Originally written by Donald Marquilles, “Dinner with Friends” was recently brought to the stage here at Wittenberg by student director Ryann Corbett, ‘16. In what could be called deliciously-depressing, the audience watches as two couples grapple with the realization that their marriages just aren’t what they used to be.

Gabe (Lane Schlicher, ‘17) and Karen (Kamilla Jensen, ‘19), a happily married middle-aged couple, live in Connecticut. They have been friends with Tom (Zach Hoyer, ‘19) and Beth (Caitlin Cahoon, ‘18), another married couple, for many years. In fact, it was Gabe and Karen who introduced their friends in the first place. While having dinner at Gabe and Karen’s home, Beth tearfully reveals that she is divorcing Tom, who has been unfaithful.

Tom, who had been away on business, finds out that Beth has told their friends about the looming divorce, and rushes over to Gabe and Karen’s home. Tom and Beth had planned to tell their friends about their breakup together, but Tom now believes that Beth has unfairly presented herself as the victim and feels he must tell his side of the story.

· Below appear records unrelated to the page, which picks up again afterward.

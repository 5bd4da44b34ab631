use crate::items::ItemKind;
use crate::math::{Angle, Fixed, Vec2};

/// The "diameter" of a kart in world units.
pub const KART_SIZE: Fixed = Fixed::from_int(16);

/// Below this speed a kart snaps to a standstill.
pub const MIN_SPEED_THRESHOLD: Fixed = Fixed::from_raw(32);

/// State for one racer.
///
/// Movement always follows the facing angle; the speed is a non negative
/// scalar that never exceeds `max_speed`.
#[derive(Debug, Clone)]
pub struct Kart {
    /// Display name of the racer.
    pub name: String,
    /// Absolute position in world coordinates.
    pub pos: Vec2,
    /// Scalar speed in units per tick.
    pub speed: Fixed,
    /// Top speed in units per tick.
    pub max_speed: Fixed,
    /// Speed gained per accelerate call.
    pub accel_rate: Fixed,
    /// Multiplicative friction applied every tick, in `[0, 1]`.
    pub friction: Fixed,
    /// Facing angle.
    pub angle: Angle,
    /// Completed laps.
    pub lap: u32,
    /// 1 based race position; zero until the first rank pass.
    pub rank: u8,
    /// Index of the last crossed checkpoint, -1 before the first.
    pub last_checkpoint: i32,
    /// The held inventory item.
    pub item: ItemKind,
    /// Chronometer reading at the start of the current lap.
    pub lap_start_ms: u64,
    /// Completed lap times in chronometer milliseconds.
    pub lap_times_ms: Vec<u64>,
    /// Opaque sprite slot owned by the renderer.
    pub display_handle: u32,
}

impl Kart {
    pub fn new(
        pos: Vec2,
        name: impl Into<String>,
        max_speed: Fixed,
        accel_rate: Fixed,
        friction: Fixed,
    ) -> Kart {
        Kart {
            name: name.into(),
            pos,
            speed: Fixed::ZERO,
            max_speed,
            accel_rate,
            friction: friction.clamp(Fixed::ZERO, Fixed::ONE),
            angle: Angle::ZERO,
            lap: 0,
            rank: 0,
            last_checkpoint: -1,
            item: ItemKind::None,
            lap_start_ms: 0,
            lap_times_ms: Vec::new(),
            display_handle: 0,
        }
    }

    /// Reset race state but keep the name and the physics tuning.
    pub fn reset(&mut self, spawn: Vec2, angle: Angle) {
        self.pos = spawn;
        self.speed = Fixed::ZERO;
        self.angle = angle;
        self.lap = 0;
        self.rank = 0;
        self.last_checkpoint = -1;
        self.item = ItemKind::None;
        self.lap_start_ms = 0;
        self.lap_times_ms.clear();
    }

    pub fn accelerate(&mut self) {
        self.speed = (self.speed + self.accel_rate).min(self.max_speed);
    }

    /// Slow down by one acceleration step. Overshoot snaps to zero.
    pub fn brake(&mut self) {
        self.speed = (self.speed - self.accel_rate).max(Fixed::ZERO);
    }

    /// Turn by an angle delta. Steering is permitted at any speed.
    pub fn steer(&mut self, delta: i32) {
        self.angle = self.angle.wrapping_add(delta);
    }

    /// Advance one physics tick: friction, standstill snap, clamp and
    /// position integration.
    pub fn tick_update(&mut self) {
        self.speed = self.speed.mul(self.friction);
        if self.speed <= MIN_SPEED_THRESHOLD {
            self.speed = Fixed::ZERO;
        }
        self.speed = self.speed.clamp(Fixed::ZERO, self.max_speed);
        self.pos += Vec2::from_angle(self.angle).scale(self.speed);
    }

    /// The current velocity vector.
    pub fn velocity(&self) -> Vec2 {
        Vec2::from_angle(self.angle).scale(self.speed)
    }

    /// Add a velocity to the current one and re-decompose the result into
    /// speed and facing. A zero result keeps the prior facing.
    pub fn apply_impulse(&mut self, v: Vec2) {
        self.set_velocity(self.velocity() + v);
    }

    /// Replace the velocity outright; same decomposition as an impulse.
    /// The magnitude is capped to `max_speed`.
    pub fn set_velocity(&mut self, v: Vec2) {
        if v.is_zero() {
            self.speed = Fixed::ZERO;
            return;
        }
        self.speed = v.len().min(self.max_speed);
        self.angle = v.to_angle();
    }

    /// Direct facing write; reserved for respawn and teleport paths.
    pub fn set_angle(&mut self, angle: Angle) {
        self.angle = angle;
    }

    /// Direct position write; reserved for respawn and teleport paths.
    pub fn set_position(&mut self, pos: Vec2) {
        self.pos = pos;
    }

    pub fn lap_complete(&mut self) {
        self.lap += 1;
    }

    /// Close the current lap on the chronometer and return its time.
    pub fn record_lap_time(&mut self, now_ms: u64) -> u64 {
        let time = now_ms.saturating_sub(self.lap_start_ms);
        self.lap_times_ms.push(time);
        self.lap_start_ms = now_ms;
        time
    }

    /// The fastest completed lap, if any.
    pub fn best_lap_ms(&self) -> Option<u64> {
        self.lap_times_ms.iter().copied().min()
    }
}
use sea_orm_migration::prelude::*;

#[derive(DeriveMigrationName)]
pub struct Migration;

#[async_trait::async_trait]
impl MigrationTrait for Migration {
    async fn up(&self, manager: &SchemaManager) -> Result<(), DbErr> {
        manager
            .create_table(
                Table::create()
                    .table(Games::Table)
                    .if_not_exists()
                    .col(
                        ColumnDef::new(Games::Id)
                            .integer()
                            .not_null()
                            .auto_increment()
                            .primary_key(),
                    )
                    .col(ColumnDef::new(Games::Uid).string().not_null().unique_key())
                    .col(ColumnDef::new(Games::Word).string().not_null())
                    .col(
                        ColumnDef::new(Games::Definition)
                            .string()
                            .not_null()
                            .default(""),
                    )
                    .col(ColumnDef::new(Games::MaxGuesses).integer().not_null())
                    .col(
                        ColumnDef::new(Games::CreatedAt)
                            .timestamp_with_time_zone()
                            .not_null()
                            .default(Expr::current_timestamp()),
                    )
                    .to_owned(),
            )
            .await?;

        // Index for picking the active game (most recently created)
        manager
            .create_index(
                Index::create()
                    .name("idx_games_created_at")
                    .table(Games::Table)
                    .col(Games::CreatedAt)
                    .to_owned(),
            )
            .await?;

        manager
            .create_table(
                Table::create()
                    .table(PlayerSessions::Table)
                    .if_not_exists()
                    .col(
                        ColumnDef::new(PlayerSessions::Id)
                            .integer()
                            .not_null()
                            .auto_increment()
                            .primary_key(),
                    )
                    .col(ColumnDef::new(PlayerSessions::GameId).integer().not_null())
                    .col(ColumnDef::new(PlayerSessions::Uid).string().not_null())
                    .col(ColumnDef::new(PlayerSessions::Name).string().not_null())
                    .col(
                        ColumnDef::new(PlayerSessions::IsWinner)
                            .boolean()
                            .not_null()
                            .default(false),
                    )
                    .col(
                        ColumnDef::new(PlayerSessions::StartTime)
                            .big_integer()
                            .not_null(),
                    )
                    .col(ColumnDef::new(PlayerSessions::FinishTime).big_integer())
                    .col(ColumnDef::new(PlayerSessions::Guesses).json().not_null())
                    .col(
                        ColumnDef::new(PlayerSessions::KeyboardHints)
                            .json()
                            .not_null(),
                    )
                    .col(ColumnDef::new(PlayerSessions::ClientState).json())
                    .foreign_key(
                        ForeignKey::create()
                            .name("fk_player_sessions_game")
                            .from(PlayerSessions::Table, PlayerSessions::GameId)
                            .to(Games::Table, Games::Id),
                    )
                    .to_owned(),
            )
            .await?;

        // One session per (game, player)
        manager
            .create_index(
                Index::create()
                    .name("idx_player_sessions_game_uid")
                    .table(PlayerSessions::Table)
                    .col(PlayerSessions::GameId)
                    .col(PlayerSessions::Uid)
                    .unique()
                    .to_owned(),
            )
            .await?;

        // Display names are unique within a game; backstop for concurrent
        // first-writes racing past the application-level check
        manager
            .create_index(
                Index::create()
                    .name("idx_player_sessions_game_name")
                    .table(PlayerSessions::Table)
                    .col(PlayerSessions::GameId)
                    .col(PlayerSessions::Name)
                    .unique()
                    .to_owned(),
            )
            .await?;

        manager
            .create_table(
                Table::create()
                    .table(Scores::Table)
                    .if_not_exists()
                    .col(
                        ColumnDef::new(Scores::Id)
                            .integer()
                            .not_null()
                            .auto_increment()
                            .primary_key(),
                    )
                    .col(ColumnDef::new(Scores::GameId).integer().not_null())
                    .col(ColumnDef::new(Scores::Uid).string().not_null())
                    .col(ColumnDef::new(Scores::Name).string().not_null())
                    .col(ColumnDef::new(Scores::Tries).integer().not_null())
                    .col(ColumnDef::new(Scores::Duration).double().not_null())
                    .col(ColumnDef::new(Scores::RecordedAt).big_integer().not_null())
                    .foreign_key(
                        ForeignKey::create()
                            .name("fk_scores_game")
                            .from(Scores::Table, Scores::GameId)
                            .to(Games::Table, Games::Id),
                    )
                    .to_owned(),
            )
            .await?;

        // At most one submission per (game, player)
        manager
            .create_index(
                Index::create()
                    .name("idx_scores_game_uid")
                    .table(Scores::Table)
                    .col(Scores::GameId)
                    .col(Scores::Uid)
                    .unique()
                    .to_owned(),
            )
            .await?;

        Ok(())
    }

    async fn down(&self, manager: &SchemaManager) -> Result<(), DbErr> {
        manager
            .drop_table(Table::drop().table(Scores::Table).to_owned())
            .await?;
        manager
            .drop_table(Table::drop().table(PlayerSessions::Table).to_owned())
            .await?;
        manager
            .drop_table(Table::drop().table(Games::Table).to_owned())
            .await
    }
}

#[derive(DeriveIden)]
enum Games {
    Table,
    Id,
    Uid,
    Word,
    Definition,
    MaxGuesses,
    CreatedAt,
}

#[derive(DeriveIden)]
enum PlayerSessions {
    Table,
    Id,
    GameId,
    Uid,
    Name,
    IsWinner,
    StartTime,
    FinishTime,
    Guesses,
    KeyboardHints,
    ClientState,
}

#[derive(DeriveIden)]
enum Scores {
    Table,
    Id,
    GameId,
    Uid,
    Name,
    Tries,
    Duration,
    RecordedAt,
}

The time flashes back 12 years to a vacation home on Martha’s Vineyard, when Karen and Gabe introduce Beth to Tom. Over the course of the play, both couples are seen at different ages and stages of their lives. Tom and Beth’s breakup affects Gabe and Karen, who first feel compelled to choose sides, and then begin to question the strength of their own seemingly-peaceful marriage. They also begin to see the real meaning behind their friendships with Tom and Beth.

Though the plot itself was well-written, the performance of the actors is what really grabs the audience. Watching as Tom’s face grows red in frustration during his argument with Beth really makes you believe that this man has had enough.

I even found myself wanting to jump up and save Beth when he yells for her to hit him before throwing her to the floor. I especially loved the moment where Beth sits and listens to Gabe and Karen talk about their “perfect” vacation in Florence. As Beth’s body shifts awkwardly while she listens, you can tell something is wrong, and when she finally breaks down, you can’t help but feel sorry for her.

Much like any college play, director Corbett makes due with what she had, and it worked well with the story. As the play goes on, the characters walk across an entire black backdrop with a make-shift queen-sized bed, a table and other props that communicate the time that the scene is taking place. She even had real food and drinks used in every scene, adding to the realistic element. If you were to pay close attention, you’d even notice that the costumes render a happier time with bright colors and flower-printed shirts.

After seeing this play, I’d have to say that I would go see it a million more times, if I could. With lines like “one lousy hand-job could’ve saved your marriage,” it’s hard not to love this play and its extremely human characters. You find yourself wanting to both slap and hug each of them during their darkest moments. If you didn’t go see this play, I’m sorry to tell you that you’ve really missed out.